Mas Melody é a primeira a deixar de lado esse niilismo passivo (sigo os parágrafos 22 e 23 do livro de Nietzsche A Vontade de Poder). Sim, Melody aprendeu o niilismo passivo e logo passou a exercer o caráter destrutivo da visão de mundo de Yelnikoff, sempre pronto a não deixar pedra sobre pedra do universo de valores conhecido. Mas isso não satisfez Melody, ela seguiu em frente na sua busca... na sua busca por o quê ? Provavelmente na busca que ela iniciou quando fugiu de sua cidadezinha perdida no fim de mundo do Deep South norte-americano. Seguindo adiante com sua busca Melody passou a manifestar sintomas do que Nietzsche chamou de niilismo ativo: não se trata de substituir um artigo de fé por outro, mas seguir em frente rumo à realização da própria vida. Melody não se acomoda, rompe com Yelnikoff, segue em frente subvertendo seus valores como, aliás, seus pais fizeram (de forma radical) após chegarem em Nova York. Melody e seus pais de alguma forma expressam a vontade de poder, enquanto princípio criador e lei originária por trás de todo movimento do universo. São pessoas que estão se re-criando, enquanto Yelnikoff afunda na negatividade (até chegar ao ponto em que só a morte é solução).

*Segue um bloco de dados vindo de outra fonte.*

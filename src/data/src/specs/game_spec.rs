// Copyright © tabula 2024-present
//
// Licensed under the Apache License, Version 2.0 (the "License");
// you may not use this file except in compliance with the License.
// You may obtain a copy of the License at
//
//   https://www.apache.org/licenses/LICENSE-2.0
//
// Unless required by applicable law or agreed to in writing, software
// distributed under the License is distributed on an "AS IS" BASIS,
// WITHOUT WARRANTIES OR CONDITIONS OF ANY KIND, either express or implied.
// See the License for the specific language governing permissions and
// limitations under the License.

use std::collections::BTreeMap;
use std::fs;
use std::path::Path;

use indexmap::IndexMap;
use serde::Deserialize;
use utils::outcome::{GameError, GameResult};

/// Attribute bags in the document are arbitrary JSON objects; they are
/// converted to runtime values at setup time.
pub type AttrMap = serde_json::Map<String, serde_json::Value>;

/// The declarative game document.
///
/// Everything the engine does is driven by this structure: who plays, where
/// pieces live, which actions a phase allows, what those actions check and
/// do. Expression strings embedded throughout use the engine's expression
/// language; `player('Name')` and `zone('Name')` micro-syntax is recognized
/// in setup and initial-value string contexts.
#[derive(Debug, Clone, Deserialize)]
pub struct GameSpec {
    pub metadata: Metadata,
    pub players: PlayersSpec,
    pub topology: TopologySpec,
    #[serde(default)]
    pub state_schema: StateSchema,
    #[serde(default)]
    pub setup: SetupSpec,
    #[serde(default)]
    pub interactions: InteractionsSpec,
    #[serde(default)]
    pub game_flow: GameFlowSpec,
    #[serde(default)]
    pub presentation: PresentationSpec,
}

impl GameSpec {
    pub fn from_path(path: impl AsRef<Path>) -> GameResult<Self> {
        let path = path.as_ref();
        let text = fs::read_to_string(path)
            .map_err(|e| GameError::SpecLoad(format!("{}: {e}", path.display())))?;
        Self::from_json(&text)
    }

    pub fn from_json(text: &str) -> GameResult<Self> {
        serde_json::from_str(text).map_err(|e| GameError::SpecLoad(e.to_string()))
    }

    pub fn from_value(value: serde_json::Value) -> GameResult<Self> {
        serde_json::from_value(value).map_err(|e| GameError::SpecLoad(e.to_string()))
    }

    /// The named interaction, if declared.
    pub fn action(&self, name: &str) -> Option<&ActionSpec> {
        self.interactions.list.get(name)
    }

    /// The named game-flow phase, if declared.
    pub fn phase(&self, name: &str) -> Option<&PhaseSpec> {
        self.game_flow.phases.get(name)
    }

    /// The named presentation profile, if declared.
    pub fn profile(&self, name: &str) -> Option<&ProfileSpec> {
        self.presentation.profiles.get(name)
    }
}

#[derive(Debug, Clone, Deserialize)]
pub struct Metadata {
    pub name: String,
    #[serde(default)]
    pub description: Option<String>,
}

#[derive(Debug, Clone, Deserialize)]
pub struct PlayersSpec {
    pub count: CountRange,
    #[serde(default)]
    pub roles: Vec<RoleSpec>,

    /// When set, roles are templates: players are named `Player1..N` and
    /// all share the first role's attributes.
    #[serde(default)]
    pub dynamic_roles: bool,
}

#[derive(Debug, Clone, Deserialize)]
pub struct CountRange {
    #[serde(default = "default_count")]
    pub min: usize,
    #[serde(default = "default_count")]
    pub max: usize,
}

#[derive(Debug, Clone, Deserialize)]
pub struct RoleSpec {
    pub name: String,
    #[serde(default)]
    pub attributes: AttrMap,
}

#[derive(Debug, Clone, Deserialize)]
pub struct TopologySpec {
    /// `discrete` (a grid described by `structure`) or `zones`.
    #[serde(rename = "type")]
    pub kind: String,

    /// Grid shape micro-syntax, e.g. `grid(8,8)`.
    #[serde(default)]
    pub structure: Option<String>,

    /// Zone declarations, in significant order.
    #[serde(default)]
    pub zones: IndexMap<String, ZoneSpec>,
}

#[derive(Debug, Clone, Deserialize)]
pub struct ZoneSpec {
    #[serde(rename = "type", default = "default_zone_kind")]
    pub kind: String,
    #[serde(default)]
    pub owner: Option<String>,
    #[serde(default = "default_true")]
    pub visible: bool,
    #[serde(default = "default_true")]
    pub ordered: bool,
    #[serde(default)]
    pub visible_to: Vec<String>,
}

#[derive(Debug, Clone, Default, Deserialize)]
pub struct StateSchema {
    #[serde(default)]
    pub global: BTreeMap<String, VarSpec>,
}

#[derive(Debug, Clone, Deserialize)]
pub struct VarSpec {
    pub initial: serde_json::Value,
}

#[derive(Debug, Clone, Default, Deserialize)]
pub struct SetupSpec {
    #[serde(default)]
    pub steps: Vec<SetupStep>,
}

/// One step of game setup, dispatched on the document's `action` field.
#[derive(Debug, Clone, Deserialize)]
#[serde(tag = "action", rename_all = "snake_case")]
pub enum SetupStep {
    /// Creates one entity per resolved location in `at`.
    SpawnEntity {
        schema: String,
        #[serde(default)]
        set_attributes: AttrMap,
        #[serde(default)]
        at: Vec<String>,
    },

    /// Random-shuffles a zone in place.
    ShuffleZone { zone: String },

    /// Round-robin deal: `count` passes over `to`, one card each from the
    /// head of `from`.
    DealCards {
        from: String,
        to: Vec<String>,
        #[serde(default = "default_one")]
        count: usize,
    },

    /// Moves `count` entities from the head of `from` to the tail of `to`.
    MoveCard {
        from: String,
        to: String,
        #[serde(default = "default_one")]
        count: usize,
    },
}

#[derive(Debug, Clone, Default, Deserialize)]
pub struct InteractionsSpec {
    #[serde(default)]
    pub list: BTreeMap<String, ActionSpec>,
}

/// A named rule: conditions that must all hold, effects applied in order on
/// a match.
#[derive(Debug, Clone, Default, Deserialize)]
pub struct ActionSpec {
    #[serde(default)]
    pub conditions: Vec<String>,
    #[serde(default)]
    pub effects: Vec<String>,

    /// Permits this action as a non-terminal segment of a multi-segment
    /// path.
    #[serde(default)]
    pub chainable: bool,

    /// Forces a turn advance when this action completes.
    #[serde(default)]
    pub end_turn: bool,
}

#[derive(Debug, Clone, Default, Deserialize)]
pub struct GameFlowSpec {
    #[serde(default)]
    pub initial_phase: Option<String>,
    #[serde(default)]
    pub phases: BTreeMap<String, PhaseSpec>,
}

#[derive(Debug, Clone, Default, Deserialize)]
pub struct PhaseSpec {
    #[serde(default)]
    pub allowed_actions: Vec<String>,

    /// Move to `next_phase` automatically after any successful action.
    #[serde(default)]
    pub auto_advance: bool,
    #[serde(default)]
    pub next_phase: Option<String>,
}

#[derive(Debug, Clone, Default, Deserialize)]
pub struct PresentationSpec {
    #[serde(default)]
    pub profiles: BTreeMap<String, ProfileSpec>,
}

#[derive(Debug, Clone, Default, Deserialize)]
pub struct ProfileSpec {
    #[serde(default)]
    pub entity_assets: Vec<AssetSpec>,
    #[serde(default)]
    pub topology_assets: BTreeMap<String, String>,
    #[serde(default)]
    pub card_back: Option<String>,
}

/// Picks an asset for entities matching a condition; `#` in the asset is
/// replaced by the entity's rank.
#[derive(Debug, Clone, Deserialize)]
pub struct AssetSpec {
    pub conditions: String,
    pub asset: String,
}

fn default_count() -> usize {
    2
}

fn default_one() -> usize {
    1
}

fn default_true() -> bool {
    true
}

fn default_zone_kind() -> String {
    "stack".to_string()
}

#[cfg(test)]
mod tests {
    use super::*;

    #[test]
    fn loads_a_minimal_grid_document() {
        let spec = GameSpec::from_json(
            r#"{
                "metadata": {"name": "Checkers"},
                "players": {"count": {"min": 2, "max": 2},
                            "roles": [{"name": "Red"}, {"name": "Black"}]},
                "topology": {"type": "discrete", "structure": "grid(8,8)"},
                "setup": {"steps": [
                    {"action": "spawn_entity", "schema": "piece",
                     "set_attributes": {"owner": "player('Red')", "color": "red"},
                     "at": ["grid_nodes(0,0,7,2)"]}
                ]},
                "game_flow": {"initial_phase": "main_turn",
                              "phases": {"main_turn": {"allowed_actions": ["step"]}}}
            }"#,
        )
        .unwrap();
        assert_eq!(spec.metadata.name, "Checkers");
        assert_eq!(spec.players.roles.len(), 2);
        assert!(matches!(spec.setup.steps[0], SetupStep::SpawnEntity { .. }));
        assert_eq!(spec.phase("main_turn").unwrap().allowed_actions, vec!["step"]);
    }

    #[test]
    fn zone_declaration_order_is_kept() {
        let spec = GameSpec::from_json(
            r#"{
                "metadata": {"name": "Cards"},
                "players": {"count": {}, "roles": [{"name": "P1"}, {"name": "P2"}]},
                "topology": {"type": "zones", "zones": {
                    "draw_pile": {"type": "stack", "visible": false},
                    "discard_pile": {"type": "discard"},
                    "p1_hand": {"type": "hand", "owner": "player('P1')"}
                }}
            }"#,
        )
        .unwrap();
        let names: Vec<_> = spec.topology.zones.keys().cloned().collect();
        assert_eq!(names, vec!["draw_pile", "discard_pile", "p1_hand"]);
        assert!(!spec.topology.zones["draw_pile"].visible);
        assert_eq!(spec.topology.zones["discard_pile"].kind, "discard");
    }

    #[test]
    fn malformed_documents_fail_to_load() {
        assert!(matches!(
            GameSpec::from_json("{\"metadata\": {}}"),
            Err(GameError::SpecLoad(_))
        ));
        assert!(matches!(GameSpec::from_json("not json"), Err(GameError::SpecLoad(_))));
    }
}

Mas Yelnikoff é mais arguto que pensamos, ele aponta para outro tema nietzscheano, inseparável do princípio da vontade de poder (cuja explicação apenas esbocei logo acima): trata-se do eterno retorno. Considerando, como princípio, a existência de uma força constante no universo atuando em tempo infinito, toda idéia de finalidade ou sentido passa a ser descartada (desde que descartemos também o princípio de um deus criador); da mesma forma, o tempo infinito faz com que todas as conjunções de força possíveis já tenham ocorridos e só devam se repetir (acredite, a “eternidade” é tempo pra cacete!). Se todos os momentos vividos devem se repetir infinitas vezes pela eternidade, melhor aproveitá-los, vivê-los em sua plenitude.
Ao invés da ética cristã de responder pelos seus atos (e ser punido pelas faltas) no futuro, surge uma nova ética fundada em viver corretamente, aproveitando os momentos ao máximo (“sem prejudicar os outros”, acrescentaria Yelnikoff), para que sua repetição seja sempre bem-vinda. Sem buscar algum sentido ou finalidade, sem dogmas ou planos. Sem receitas. Whatever works.